Maybe closer to $700, but definitely between $700-$800 for rotors & pads fronts and rears. I was around 50k miles, so out of warranty. Dealership quoted something like $530 or $580 for just the fronts, and that was to put in the same OEM crap. My jaw hit the floor when I heard that quote, and I didn't want to take a chance and bother with the dealership just to see if they might comp it out of warranty. It was around $450 at an independent shop to put in some much better quality after-market brakes, so I went that route. Hopefully, getting away from the OEM junk will solve the brake problems. That was the fronts last fall. Just put in some rears a few weeks ago, and that was closer to $250 all said and done. Bought some higher-quality after-market online and saved a bit on labor paying a guy to do it as side-work at his home. Rears are def. cheaper than fronts, but it would have been $300 or $350 at the same independent shop.


----------



## taxman100 (Apr 30, 2011)

At least to 100,000 miles, and hopefully to 150,000 miles. We are putting miles on it at about a 14,000 miles annual rate. We are at 12,500 miles and only very minor issues - a rattle here and there is it so far. Brakes are strong so far. 

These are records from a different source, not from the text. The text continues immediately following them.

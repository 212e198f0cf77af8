//! CMS credentials sourced from the process environment.

use std::fmt;

use crate::error::ConfigError;

/// Environment variable holding the project identifier.
pub const PROJECT_ID_VAR: &str = "PROJECT_ID";

/// Environment variable holding the API key.
pub const API_KEY_VAR: &str = "CMS_API_KEY";

/// Project identifier and API key used to authenticate every CMS request.
///
/// Both values are guaranteed non-empty once constructed.
#[derive(Clone, PartialEq, Eq)]
pub struct Credentials {
    project_id: String,
    api_key: String,
}

impl Credentials {
    /// Creates credentials from explicit values.
    ///
    /// # Errors
    ///
    /// Returns [`ConfigError::MissingEnvVar`] if either value is empty.
    /// The project identifier is checked first.
    pub fn new(
        project_id: impl Into<String>,
        api_key: impl Into<String>,
    ) -> Result<Self, ConfigError> {
        let project_id = project_id.into();
        let api_key = api_key.into();

        if project_id.is_empty() {
            return Err(ConfigError::MissingEnvVar {
                name: PROJECT_ID_VAR,
            });
        }
        if api_key.is_empty() {
            return Err(ConfigError::MissingEnvVar { name: API_KEY_VAR });
        }

        Ok(Self {
            project_id,
            api_key,
        })
    }

    /// Reads `PROJECT_ID` and `CMS_API_KEY` from the process environment.
    ///
    /// # Errors
    ///
    /// Returns [`ConfigError::MissingEnvVar`] if either variable is absent,
    /// empty, or not valid Unicode.
    pub fn from_env() -> Result<Self, ConfigError> {
        Self::from_lookup(|name| std::env::var(name).ok())
    }

    /// Reads the credential variables through an arbitrary lookup.
    ///
    /// # Errors
    ///
    /// Same as [`Credentials::from_env`].
    pub fn from_lookup<F>(lookup: F) -> Result<Self, ConfigError>
    where
        F: Fn(&str) -> Option<String>,
    {
        let project_id = lookup(PROJECT_ID_VAR).unwrap_or_default();
        let api_key = lookup(API_KEY_VAR).unwrap_or_default();
        Self::new(project_id, api_key)
    }

    /// The project identifier.
    #[must_use]
    pub fn project_id(&self) -> &str {
        &self.project_id
    }

    /// The API key.
    #[must_use]
    pub fn api_key(&self) -> &str {
        &self.api_key
    }
}

// The API key must never reach logs.
impl fmt::Debug for Credentials {
    fn fmt(&self, f: &mut fmt::Formatter<'_>) -> fmt::Result {
        f.debug_struct("Credentials")
            .field("project_id", &self.project_id)
            .field("api_key", &"<redacted>")
            .finish()
    }
}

It's mostly Chrysler parts, so no issues with it being a orphan design from a parts standpoint, and it was substantially cheaper than a comparable Town & Country.


----------



## derekroutan (Nov 10, 2011)

That's a good question on this thread. I am not sure how long i can keep it, and may be how long the car want to keep me instead. My 11' is ok so far, just some knocking noise here and there. Looks like something are loose within engine. It could falling apart very soon. Just dun have confidence about it.


----------



## taxman100 (Apr 30, 2011)

taxman100 said:


> At least to 100,000 miles, and hopefully to 150,000 miles. We are putting miles on it at about a 14,000 miles annual rate. We are at 12,500 miles and only very minor issues - a rattle here and there is it so far. Brakes are strong so far.
> 
> It's mostly Chrysler parts, so no issues with it being a orphan design from a parts standpoint, and it was substantially cheaper than a comparable Town & Country.

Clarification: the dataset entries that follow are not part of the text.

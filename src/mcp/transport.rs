//! Line-delimited transport for the MCP server.
//!
//! Messages are UTF-8 JSON-RPC, one per line, with no embedded newlines.
//! In production the reader is stdin and the writer stdout; stderr is left
//! for logging. Any async reader/writer pair works, which lets tests drive
//! the server from memory.

use std::io;

use serde::Serialize;
use tokio::io::{AsyncBufRead, AsyncBufReadExt, AsyncWrite, AsyncWriteExt, BufReader};

/// Transport over stdin/stdout.
pub type StdioTransport = LineTransport<BufReader<tokio::io::Stdin>, tokio::io::Stdout>;

/// Reads and writes newline-delimited JSON messages.
#[derive(Debug)]
pub struct LineTransport<R, W> {
    reader: R,
    writer: W,
}

impl StdioTransport {
    /// Creates a transport on the process's stdin and stdout.
    #[must_use]
    pub fn stdio() -> Self {
        Self::new(BufReader::new(tokio::io::stdin()), tokio::io::stdout())
    }
}

impl<R, W> LineTransport<R, W>
where
    R: AsyncBufRead + Unpin,
    W: AsyncWrite + Unpin,
{
    /// Creates a transport over the given reader and writer.
    pub const fn new(reader: R, writer: W) -> Self {
        Self { reader, writer }
    }

    /// Reads the next message line.
    ///
    /// Returns `None` once the input is closed (EOF).
    ///
    /// # Errors
    ///
    /// Returns an error if reading fails.
    pub async fn read_line(&mut self) -> io::Result<Option<String>> {
        let mut line = String::new();
        if self.reader.read_line(&mut line).await? == 0 {
            return Ok(None);
        }

        let trimmed_len = line.trim_end_matches(['\n', '\r']).len();
        line.truncate(trimmed_len);
        Ok(Some(line))
    }

    /// Serialises `message` as compact JSON and writes it as one line.
    ///
    /// # Errors
    ///
    /// Returns an error if serialisation or writing fails.
    pub async fn write_message<T: Serialize>(&mut self, message: &T) -> io::Result<()> {
        let json = serde_json::to_string(message)
            .map_err(|e| io::Error::new(io::ErrorKind::InvalidData, e))?;

        // Compact serde_json output escapes newlines inside strings.
        debug_assert!(
            !json.contains('\n'),
            "JSON message must not contain embedded newlines"
        );

        self.writer.write_all(json.as_bytes()).await?;
        self.writer.write_all(b"\n").await?;
        self.writer.flush().await
    }

    /// Consumes the transport and returns the writer.
    pub fn into_writer(self) -> W {
        self.writer
    }
}
//! kantan-cms-mcp: MCP server for the Kantan CMS
//!
//! This library exposes a Kantan CMS project to AI assistants as a set of
//! tools:
//!
//! - **Content API**: list, count and fetch collections and records, schema
//!   introspection, API key validation
//! - **Documentation**: table of contents, API categories, build and form
//!   integration instructions
//! - **Project bootstrap**: `.env` content and the starter builder template
//!
//! Every tool is one HTTP round trip (or one download-extract sequence);
//! there is no caching, retrying or background work.
//!
//! # Modules
//!
//! - [`config`]: Credentials, settings file and the runtime [`config::CmsConfig`]
//! - [`error`]: Configuration error types
//! - [`cms`]: CMS API and documentation clients
//! - [`stager`]: Starter template download and extraction
//! - [`mcp`]: MCP protocol implementation

pub mod cms;
pub mod config;
pub mod error;
pub mod mcp;
pub mod stager;
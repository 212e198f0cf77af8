//! Model Context Protocol (MCP) server implementation.
//!
//! This module exposes the Kantan CMS API, its documentation and the
//! starter-project helper as tools to AI assistants. The server
//! communicates over stdio transport using JSON-RPC 2.0 messages.
//!
//! # Architecture
//!
//! ```text
//! ┌──────────────────────────────────────────────────────────┐
//! │                        MCP Server                        │
//! │                                                          │
//! │   ┌─────────────┐    ┌─────────────┐    ┌────────────┐   │
//! │   │  Transport  │───▶│   Server    │───▶│   Tools    │   │
//! │   │   (stdio)   │    │ (lifecycle) │    │ (CmsTools) │   │
//! │   └─────────────┘    └─────────────┘    └─────┬──────┘   │
//! │                                               │          │
//! │                  ┌──────────────┬─────────────┤          │
//! │                  ▼              ▼             ▼          │
//! │            ┌───────────┐  ┌───────────┐ ┌─────────────┐  │
//! │            │ CmsClient │  │DocsClient │ │ArchiveStager│  │
//! │            └───────────┘  └───────────┘ └─────────────┘  │
//! └──────────────────────────────────────────────────────────┘
//! ```
//!
//! # Protocol Version
//!
//! This implementation targets MCP protocol version 2024-11-05.

pub mod protocol;
pub mod server;
pub mod tools;
pub mod transport;

pub use protocol::{JsonRpcError, JsonRpcRequest, JsonRpcResponse, MCP_PROTOCOL_VERSION};
pub use server::McpServer;
pub use tools::{CmsTools, ToolCallResult};
pub use transport::{LineTransport, StdioTransport};
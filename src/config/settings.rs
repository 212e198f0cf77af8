//! Configuration structures for deserialisation.
//!
//! These structures map directly to the JSON configuration file format.
//! Credentials are deliberately absent: they only ever come from the
//! environment (see [`super::Credentials`]).

use serde::Deserialize;

use crate::error::ConfigError;

/// Production CMS endpoint.
pub const DEFAULT_BASE_URL: &str = "https://api.kantan-cms.com";

/// Starter template archive for the Python builder.
pub const DEFAULT_PYTHON_TEMPLATE_URL: &str =
    "https://github.com/kantan-cms/website-base-py/archive/refs/tags/v0.0.0.zip";

/// Starter template archive for the Bun builder.
pub const DEFAULT_BUN_TEMPLATE_URL: &str =
    "https://github.com/kantan-cms/website-base-bun/archive/refs/tags/v0.0.0.zip";

/// Root configuration structure.
///
/// This is the top-level structure that matches the JSON config file.
#[derive(Debug, Deserialize)]
#[serde(deny_unknown_fields)]
pub struct Config {
    /// Optional JSON schema reference (ignored during parsing).
    #[serde(rename = "$schema", default)]
    _schema: Option<String>,

    /// Optional comment field (ignored during parsing).
    #[serde(rename = "_comment", default)]
    _comment: Option<String>,

    /// Base URL of the CMS (API and documentation live below it).
    #[serde(default = "default_base_url")]
    pub base_url: String,

    /// Starter template download locations.
    #[serde(default)]
    pub templates: TemplateConfig,

    /// Logging settings.
    #[serde(default)]
    pub logging: LoggingConfig,
}

impl Default for Config {
    fn default() -> Self {
        Self {
            _schema: None,
            _comment: None,
            base_url: default_base_url(),
            templates: TemplateConfig::default(),
            logging: LoggingConfig::default(),
        }
    }
}

impl Config {
    /// Validates the configuration.
    ///
    /// # Errors
    ///
    /// Returns an error if any validation checks fail.
    pub fn validate(&self) -> Result<(), ConfigError> {
        validate_url("base_url", &self.base_url)?;
        validate_url("templates.python_url", &self.templates.python_url)?;
        validate_url("templates.bun_url", &self.templates.bun_url)?;
        Ok(())
    }
}

fn validate_url(field: &str, value: &str) -> Result<(), ConfigError> {
    if value.starts_with("http://") || value.starts_with("https://") {
        return Ok(());
    }
    Err(ConfigError::ValidationError {
        message: format!("Invalid {field} '{value}'. Must start with http:// or https://"),
    })
}

fn default_base_url() -> String {
    DEFAULT_BASE_URL.to_string()
}

/// Starter template configuration.
#[derive(Debug, Clone, PartialEq, Eq, Deserialize)]
#[serde(deny_unknown_fields)]
pub struct TemplateConfig {
    /// Archive URL for the `python` flavor.
    #[serde(default = "default_python_url")]
    pub python_url: String,

    /// Archive URL for the `bun` flavor.
    #[serde(default = "default_bun_url")]
    pub bun_url: String,
}

impl Default for TemplateConfig {
    fn default() -> Self {
        Self {
            python_url: default_python_url(),
            bun_url: default_bun_url(),
        }
    }
}

fn default_python_url() -> String {
    DEFAULT_PYTHON_TEMPLATE_URL.to_string()
}

fn default_bun_url() -> String {
    DEFAULT_BUN_TEMPLATE_URL.to_string()
}

/// Logging configuration.
#[derive(Debug, Clone, Deserialize)]
#[serde(deny_unknown_fields)]
pub struct LoggingConfig {
    /// Log level (trace, debug, info, warn, error).
    #[serde(default = "default_log_level")]
    pub level: String,
}

impl Default for LoggingConfig {
    fn default() -> Self {
        Self {
            level: default_log_level(),
        }
    }
}

fn default_log_level() -> String {
    "warn".to_string()
}
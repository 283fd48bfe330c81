//! Input event types for the interaction engine.
//!
//! The embedding shell translates its native events into these value types
//! before handing them to the session.

use kurbo::Point;
use serde::{Deserialize, Serialize};

/// Mouse button identity. Only the buttons the engine reacts to are modeled;
/// anything else is dropped by the shell.
#[derive(Debug, Clone, Copy, PartialEq, Eq, Hash, Serialize, Deserialize)]
pub enum MouseButton {
    Primary,
    Middle,
}

/// Modifier key state delivered with pointer and key events.
///
/// `command` unifies Ctrl and Cmd so platform differences stay in the shell.
#[derive(Debug, Clone, Copy, Default, PartialEq, Eq, Serialize, Deserialize)]
pub struct Modifiers {
    pub shift: bool,
    pub command: bool,
    pub alt: bool,
}

impl Modifiers {
    /// No modifiers held.
    pub const NONE: Modifiers = Modifiers {
        shift: false,
        command: false,
        alt: false,
    };

    /// Only the command/ctrl modifier held.
    pub fn only_command() -> Self {
        Modifiers {
            command: true,
            ..Self::NONE
        }
    }

    /// Only the shift modifier held.
    pub fn only_shift() -> Self {
        Modifiers {
            shift: true,
            ..Self::NONE
        }
    }
}

/// Pointer event in device coordinates.
#[derive(Debug, Clone, Copy, Serialize, Deserialize)]
pub enum PointerEvent {
    Down {
        position: Point,
        button: MouseButton,
        modifiers: Modifiers,
    },
    Move {
        position: Point,
    },
    Up {
        position: Point,
        button: MouseButton,
        modifiers: Modifiers,
    },
}

/// Keys the engine's shortcut surface reacts to.
#[derive(Debug, Clone, Copy, PartialEq, Eq, Serialize, Deserialize)]
pub enum Key {
    A,
    C,
    V,
    Y,
    Z,
    Delete,
    Backspace,
    Escape,
    Enter,
    ArrowLeft,
    ArrowRight,
    ArrowUp,
    ArrowDown,
}

/// A key press with its modifier state.
#[derive(Debug, Clone, Copy, PartialEq, Eq, Serialize, Deserialize)]
pub struct KeyPress {
    pub key: Key,
    pub modifiers: Modifiers,
}

impl KeyPress {
    pub fn new(key: Key, modifiers: Modifiers) -> Self {
        Self { key, modifiers }
    }

    /// A bare key press with no modifiers.
    pub fn plain(key: Key) -> Self {
        Self::new(key, Modifiers::NONE)
    }
}

/// Tool mode owned by the embedding shell; gates which handler receives
/// pointer events. Exactly one mode is active at a time.
#[derive(Debug, Clone, Copy, PartialEq, Eq, Hash, Serialize, Deserialize, Default)]
pub enum ToolMode {
    /// Selection / transform cursor.
    #[default]
    Cursor,
    /// Freehand ink.
    Pen,
    /// Freehand erase.
    Eraser,
    /// Shape-recognition gesture capture ("magic wand").
    Wand,
    /// Freeform region selection.
    Lasso,
    /// Text selection; events pass through to the embedding shell.
    TextSelect,
}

Sorry - didn't pay attention that the question was about 2009 model year Routan's. I hope everyone's problems are in the past on their vans!


----------



## early74B (Feb 18, 2009)

Zambee500 said:


> Maybe closer to $700, but definitely between $700-$800 for rotors & pads fronts and rears. I was around 50k miles, so out of warranty. Dealership quoted something like $530 or $580 for just the fronts, and that was to put in the same OEM crap. My jaw hit the floor when I heard that quote, and I didn't want to take a chance and bother with the dealership just to see if they might comp it out of warranty. It was around $450 at an independent shop to put in some much better quality after-market brakes, so I went that route. Hopefully, getting away from the OEM junk will solve the brake problems. That was the fronts last fall. Just put in some rears a few weeks ago, and that was closer to $250 all said and done. Bought some higher-quality after-market online and saved a bit on labor paying a guy to do it as side-work at his home. Rears are def. cheaper than fronts, but it would have been $300 or $350 at the same independent shop.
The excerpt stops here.